En el hospital de Barcelona, durante mis prácticas, una compañera mía salió de la sala de partos a decirle a la familia que habían tenido un niño, cosa que celebraron por todo lo alto... pero se había equivocado de quirófano, con lo cual al rato tuvo que quitarles la idea de la cabeza porque la suya era una niña. Y siguiendo con los partos, una señora muy mayor que estaba ingresada en Trauma me explicó una anécdota de cuando era matrona de pueblo: la llamaron para un parto y sacó al niño azul, y lo daban por muerto, pero pensó: «Lo voy a reanimar». Le sacó los mocos con la boca, le dio unas palmadas en la espalda, y al final se puso rosa y salió adelante gracias a su constancia. Además, trabajando en Urgencias del hospital del Mar, nos llegó una gitana que se puso de parto mientras estaba atracando un banco: la trajo la Policía, detenida, a parir. También me explicaron de una que tenía la manía de que estaba embarazada. La primera vez se lo creyeron porque estaba muy gorda y la pusieron en la sala de partos pero, sorpresa, no tenía bebé dentro. Se ve que iba cada mes de parto, la dejaban allá en la cama para que hiciera todo su ritual y luego se iba tan campante.

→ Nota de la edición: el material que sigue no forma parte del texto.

use std::mem::{self, size_of};

use log::{debug, trace};
use windows_sys::Win32::Foundation::FARPROC;
use windows_sys::Win32::System::SystemServices::IMAGE_EXPORT_DIRECTORY;

use crate::arena::Arena;
use crate::errors::PeError;

/// One callable export of a loaded image.
#[derive(Debug, Clone)]
pub struct ExportInfo {
    /// Ordinal already biased by the export directory's `Base`.
    pub ordinal: u32,
    /// Raw function RVA from the `AddressOfFunctions` table.
    pub rva: u32,
    /// The export directory's ordinal base.
    pub ordinal_base: u32,
    /// Low 32 bits of the absolute virtual address.
    pub va: u32,
    /// Export name; empty for ordinal-only exports.
    pub name: String,
    /// Ready-to-call address inside the mapped image.
    pub address: FARPROC,
}

/// Fully parsed export directory of a mapped image.
pub(crate) struct ExportCatalog {
    /// The module name recorded in the directory's `Name` field.
    pub module_name: String,
    pub entries: Vec<ExportInfo>,
}

/// Walks the export directory at `export_dir_rva` and builds the catalog.
///
/// Every used slot of the `AddressOfFunctions` table yields one entry;
/// names are attached through the parallel `AddressOfNames` /
/// `AddressOfNameOrdinals` tables, and exports without a name table entry
/// surface with an empty name. Zero function RVAs mark unused ordinal
/// slots and are skipped.
pub(crate) fn build_catalog(arena: &Arena, export_dir_rva: u32) -> Result<ExportCatalog, PeError> {
    let mut catalog = ExportCatalog {
        module_name: String::new(),
        entries: Vec::new(),
    };

    if export_dir_rva == 0 {
        debug!("exports: image has no export directory");
        return Ok(catalog);
    }

    let directory: IMAGE_EXPORT_DIRECTORY = arena
        .read_at(export_dir_rva as usize)
        .ok_or(PeError::OutOfBounds)?;

    if directory.Name != 0 {
        if let Some(name) = arena.cstr_at(directory.Name as usize) {
            catalog.module_name = name.to_string_lossy().into_owned();
        }
    }

    let function_count = directory.NumberOfFunctions as usize;
    if function_count == 0 {
        return Ok(catalog);
    }

    let functions = directory.AddressOfFunctions as usize;
    let names = directory.AddressOfNames as usize;
    let ordinals = directory.AddressOfNameOrdinals as usize;
    let name_count = directory.NumberOfNames as usize;

    // Reject absurd table claims before sizing any allocation from them.
    arena
        .slice_at(functions, function_count.checked_mul(size_of::<u32>()).ok_or(PeError::OutOfBounds)?)
        .ok_or(PeError::OutOfBounds)?;
    if name_count != 0 {
        arena
            .slice_at(names, name_count * size_of::<u32>())
            .ok_or(PeError::OutOfBounds)?;
        arena
            .slice_at(ordinals, name_count * size_of::<u16>())
            .ok_or(PeError::OutOfBounds)?;
    }

    // names[i] pairs with ordinals[i], an index into the function table.
    let mut name_of = vec![String::new(); function_count];
    for i in 0..name_count {
        let name_rva: u32 = arena
            .read_at(names + i * size_of::<u32>())
            .ok_or(PeError::OutOfBounds)?;
        let index: u16 = arena
            .read_at(ordinals + i * size_of::<u16>())
            .ok_or(PeError::OutOfBounds)?;
        let name = arena
            .cstr_at(name_rva as usize)
            .ok_or(PeError::OutOfBounds)?;

        match name_of.get_mut(index as usize) {
            Some(slot) => *slot = name.to_string_lossy().into_owned(),
            None => trace!("exports: name table references out-of-range index {index}"),
        }
    }

    for index in 0..function_count {
        let rva: u32 = arena
            .read_at(functions + index * size_of::<u32>())
            .ok_or(PeError::OutOfBounds)?;
        if rva == 0 {
            // Unused ordinal slot.
            continue;
        }

        let address = arena.base() as usize + rva as usize;
        catalog.entries.push(ExportInfo {
            ordinal: index as u32 + directory.Base,
            rva,
            ordinal_base: directory.Base,
            va: address as u32,
            name: mem::take(&mut name_of[index]),
            address: unsafe { mem::transmute::<usize, FARPROC>(address) },
        });
    }

    debug!(
        "exports: catalog built with {} entries for '{}'",
        catalog.entries.len(),
        catalog.module_name
    );
    Ok(catalog)
}
use std::error::Error as StdError;
use std::fs;

use env_logger::{Builder, Env};
use log::{info, LevelFilter};

use memmod::{AppError, MemoryModule};

use crate::arg_parser::parse_args;

mod arg_parser;

fn main() {
    init_logging();

    if let Err(err) = run() {
        log::error!("{err}");

        // Print chained causes (useful with #[from]).
        let mut source = err.source();
        while let Some(cause) = source {
            log::error!("  caused by: {cause}");
            source = cause.source();
        }

        std::process::exit(1);
    }
}

/// Initializes logging.
///
/// Behavior:
/// - Respects `RUST_LOG` (e.g. `RUST_LOG=memmod=debug`)
/// - Defaults to `info`
/// - Compact format with timestamp, level and target
fn init_logging() {
    let env = Env::default().filter_or("RUST_LOG", "info");

    Builder::from_env(env)
        .filter_level(LevelFilter::Info)
        .format(|buf, record| {
            use std::io::Write;

            writeln!(
                buf,
                "[{} {:<5} {}] {}",
                buf.timestamp_millis(),
                record.level(),
                record.target(),
                record.args()
            )
        })
        .init();
}

fn run() -> Result<(), AppError> {
    let args = parse_args();

    let image = fs::read(&args.pe)?;
    info!("read '{}' ({} bytes)", args.pe, image.len());

    let mut module = MemoryModule::new();
    module.load(&image)?;

    print_module_info(&module);

    if args.exports {
        print_export_table(&module);
    }

    if let Some(name) = args.proc.as_deref() {
        match module.get_proc_address(name) {
            Some(address) => println!("{name} -> {:#x}", address as usize),
            None => println!("{name} -> not found"),
        }
    }

    if args.wait {
        println!("Press Enter to unload...");
        let mut line = String::new();
        let _ = std::io::stdin().read_line(&mut line);
    }

    module.unload();
    Ok(())
}

fn print_module_info(module: &MemoryModule) {
    println!("=== Module Information ===");
    println!("Base Address: {:p}", module.base_address());
    println!("Image Size:   {} bytes", module.image_size());
    println!("Architecture: {}", if module.is_64_bit() { "x64" } else { "x86" });
    println!("Export Count: {}", module.export_count());
    println!("Module Name:  {}", module.module_name());
}

fn print_export_table(module: &MemoryModule) {
    let exports = module.get_export_list();

    println!("=== Export Table ===");
    println!("{:<5} {:<8} {:<10} {:<32} Address", "#", "Ordinal", "RVA", "Name");
    println!("{}", "-".repeat(72));

    for (i, export) in exports.iter().enumerate() {
        let address = export.address.map_or(0, |f| f as usize);
        let name = if export.name.is_empty() {
            "<ordinal only>"
        } else {
            export.name.as_str()
        };

        println!(
            "{:<5} {:<8} {:#010x} {:<32} {:#x}",
            i + 1,
            export.ordinal,
            export.rva,
            name,
            address
        );
    }
}
use thiserror::Error;

/// Top-level demo-driver errors.
///
/// This enum represents failures that occur during orchestration
/// (argument handling, file I/O, the load itself).
#[derive(Debug, Error)]
pub enum AppError {
    #[error("I/O error while reading PE file")]
    Io(#[from] std::io::Error),

    #[error("failed to load PE image")]
    Load(#[from] PeError),
}

/// PE loading and lookup errors.
///
/// These errors represent failures while validating, mapping, fixing up,
/// or starting a PE image. Malformed structures inside the image surface
/// as `OutOfBounds`/`RelocationOutOfBounds` instead of faulting.
#[derive(Debug, Error)]
pub enum PeError {
    #[error("buffer too small for a DOS header")]
    BufferTooSmall,

    #[error("invalid DOS signature")]
    InvalidDosSignature,

    #[error("invalid NT signature")]
    InvalidNtSignature,

    #[error("unsupported optional header magic {0:#06x}")]
    UnsupportedOptionalMagic(u16),

    #[error("image machine {0:#06x} does not match the host architecture")]
    MachineMismatch(u16),

    #[error("structure extends beyond its containing region")]
    OutOfBounds,

    #[error("failed to allocate {0:#x} bytes for the image")]
    AllocationFailed(usize),

    #[error("relocation target lies outside the mapped image")]
    RelocationOutOfBounds,

    #[error("failed to load imported module '{0}'")]
    DependencyLoadFailed(String),

    #[error("failed to resolve import '{symbol}' from '{dll}'")]
    ImportResolveFailed { dll: String, symbol: String },

    #[error("failed to change memory protection for section {index}")]
    SectionProtectionFailed { index: usize },

    #[error("DLL entry point reported failure on process attach")]
    EntryPointFailed,
}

Para nuestra salud, lo más duro de trabajar en el hospital es que como no hay muchas camas que se puedan subir automáticamente, tienes que hacer mucho esfuerzo con la espalda, por lo que estamos todas fastidiadas, hay grúas pero no suficientes. Y no es fácil subir a un señor de ciento veinte kilos a la cama, tenemos técnicas de movilización pero no evitan que el dolor de espalda sea una de las principales causas de baja.

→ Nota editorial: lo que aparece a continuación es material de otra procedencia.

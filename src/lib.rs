//! memmod – in-process loader for Windows PE images.
//!
//! Maps a PE image supplied as an in-memory byte buffer into the current
//! process and performs the fix-ups the OS loader would apply to a module
//! loaded from disk: base relocation, import binding, section protections,
//! TLS callbacks, and entry-point dispatch. The image's exports are then
//! available as callable function pointers. Nothing touches the
//! filesystem and nothing is registered with the OS loader's module list.
//!
//! ```no_run
//! use memmod::MemoryModule;
//!
//! let image = std::fs::read("payload.dll").unwrap();
//!
//! let mut module = MemoryModule::new();
//! module.load(&image).unwrap();
//!
//! let answer = module.get_proc_address("answer");
//! assert!(answer.is_some());
//! ```

mod arch;
mod arena;
mod pe_executor;
mod pe_mapper;
mod pe_parser;

pub mod errors;
pub mod exports;
pub mod module;

pub use errors::{AppError, PeError};
pub use exports::ExportInfo;
pub use module::MemoryModule;
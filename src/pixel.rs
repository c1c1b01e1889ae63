/// An opaque RGB pixel. JAIF carries no alpha channel; wherever an alpha value is needed it is
/// `u8::MAX`.
#[derive(Copy, Clone, PartialEq, Eq, Hash, Default, Debug)]
pub struct Pixel {
    pub r: u8,
    pub g: u8,
    pub b: u8,
}

impl Pixel {
    /// The value of every position a decoder did not fill.
    pub const ZERO: Self = Self::new(0, 0, 0);
    pub const WHITE: Self = Self::new(u8::MAX, u8::MAX, u8::MAX);

    #[inline]
    pub const fn new(r: u8, g: u8, b: u8) -> Self {
        Self { r, g, b }
    }

    #[inline]
    pub const fn rgba(self) -> [u8; 4] {
        [self.r, self.g, self.b, u8::MAX]
    }

    #[inline]
    pub const fn rgb(self) -> [u8; 3] {
        [self.r, self.g, self.b]
    }
}

impl From<[u8; 3]> for Pixel {
    #[inline]
    fn from([r, g, b]: [u8; 3]) -> Self {
        Self::new(r, g, b)
    }
}

impl From<Pixel> for [u8; 3] {
    #[inline]
    fn from(pixel: Pixel) -> Self {
        pixel.rgb()
    }
}
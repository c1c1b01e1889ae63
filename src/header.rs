/// The fixed-width header at the start of every JAIF document: the image width followed by the
/// image height, each stored as a little-endian `u32`.
#[derive(Copy, Clone, PartialEq, Eq, Debug)]
pub struct Header {
    width: u32,
    height: u32,
}

impl Header {
    pub const LEN: usize = 8;

    pub const fn new(width: u32, height: u32) -> Self {
        Self { width, height }
    }

    pub const fn width(&self) -> u32 {
        self.width
    }

    pub const fn height(&self) -> u32 {
        self.height
    }

    pub const fn dimensions(&self) -> (u32, u32) {
        (self.width(), self.height())
    }

    /// Number of pixels the header declares, which may exceed `usize` on 32-bit targets.
    pub const fn num_pixels(&self) -> u64 {
        self.width as u64 * self.height as u64
    }

    pub fn to_bytes(&self) -> [u8; Self::LEN] {
        let mut bytes = [0; Self::LEN];
        bytes[..4].copy_from_slice(&self.width.to_le_bytes());
        bytes[4..].copy_from_slice(&self.height.to_le_bytes());
        bytes
    }

    pub fn from_bytes(bytes: [u8; Self::LEN]) -> Self {
        let [w0, w1, w2, w3, h0, h1, h2, h3] = bytes;
        Self::new(
            u32::from_le_bytes([w0, w1, w2, w3]),
            u32::from_le_bytes([h0, h1, h2, h3]),
        )
    }
}

impl From<[u8; Header::LEN]> for Header {
    fn from(bytes: [u8; Header::LEN]) -> Self {
        Self::from_bytes(bytes)
    }
}

impl From<Header> for [u8; Header::LEN] {
    fn from(header: Header) -> Self {
        header.to_bytes()
    }
}
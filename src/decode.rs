use std::convert::Infallible;
use std::error;
use std::fmt;
use std::io;

use log::{debug, trace, warn};

use crate::byte_stream::{ByteStream, ReadByteStream, SliceByteStream, StreamError};
use crate::header::Header;
use crate::hex::{self, HexError};
use crate::options::{DecodeOptions, RowPolicy};
use crate::pixel::Pixel;
use crate::raster::RasterImage;

const HEX_PER_PIXEL: usize = 6;
const ROW_SEPARATOR: u8 = b'\n';

/// Decodes a complete JAIF document held in memory, using the default [`DecodeOptions`]. The
/// declared dimensions are those of the returned image.
pub fn decode(bytes: &[u8]) -> Result<RasterImage, DecodeError<Infallible>> {
    decode_with_options(bytes, &DecodeOptions::default())
}

pub fn decode_with_options(
    bytes: &[u8],
    options: &DecodeOptions,
) -> Result<RasterImage, DecodeError<Infallible>> {
    let (_header, body) = Decoder::new_from_slice(bytes).decode_header()?;
    body.decode_image(options)
}

pub struct Decoder<S> {
    stream: S,
}

impl<'a> Decoder<SliceByteStream<'a>> {
    pub fn new_from_slice(slice: &'a [u8]) -> Self {
        Self::new(slice.into())
    }
}

impl<R> Decoder<ReadByteStream<R>>
where
    R: io::Read,
{
    pub fn new_from_reader(reader: R) -> Self {
        Self::new(reader.into())
    }
}

impl<S> Decoder<S>
where
    S: ByteStream,
{
    pub fn new(stream: S) -> Self {
        Self { stream }
    }

    pub fn decode_header(
        mut self,
    ) -> Result<(Header, BodyDecoder<S>), HeaderDecodeError<S::IoError>> {
        let header = Header::from_bytes(self.stream.read_n()?);
        debug!("Width: {}, height: {}", header.width(), header.height());

        Ok((
            header,
            BodyDecoder {
                stream: self.stream,
                header,
            },
        ))
    }
}

/// Decodes the hex body following a JAIF header. The whole body is read into memory before any
/// pixel is decoded.
pub struct BodyDecoder<S> {
    stream: S,
    header: Header,
}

Luego están los pacientes impertinentes que no te dejan vivir: los acomodas, les haces todo lo que haga falta, pero como están deprimidos no paran de llamarte porque quieren verte, reclaman atención constante, cuando lo que necesitan es atención psicológica... y se la damos, pero no llegamos a tanto. Me acuerdo de una señora que estuvo seis días en el hospital con una depresión tal, que cada vez que te ibas rompía a llorar. Y cómo te vas a ir dejándola así. Tenías que estar aguantando, dándole ánimos, y cuando paraba de llorar te ibas corriendo. Hay muchas enfermeras que evitan estas situaciones, mandan siempre a otras. Corres el riesgo de deprimirte tú también, pero te haces un poco dura, si no, no podrías soportarlo.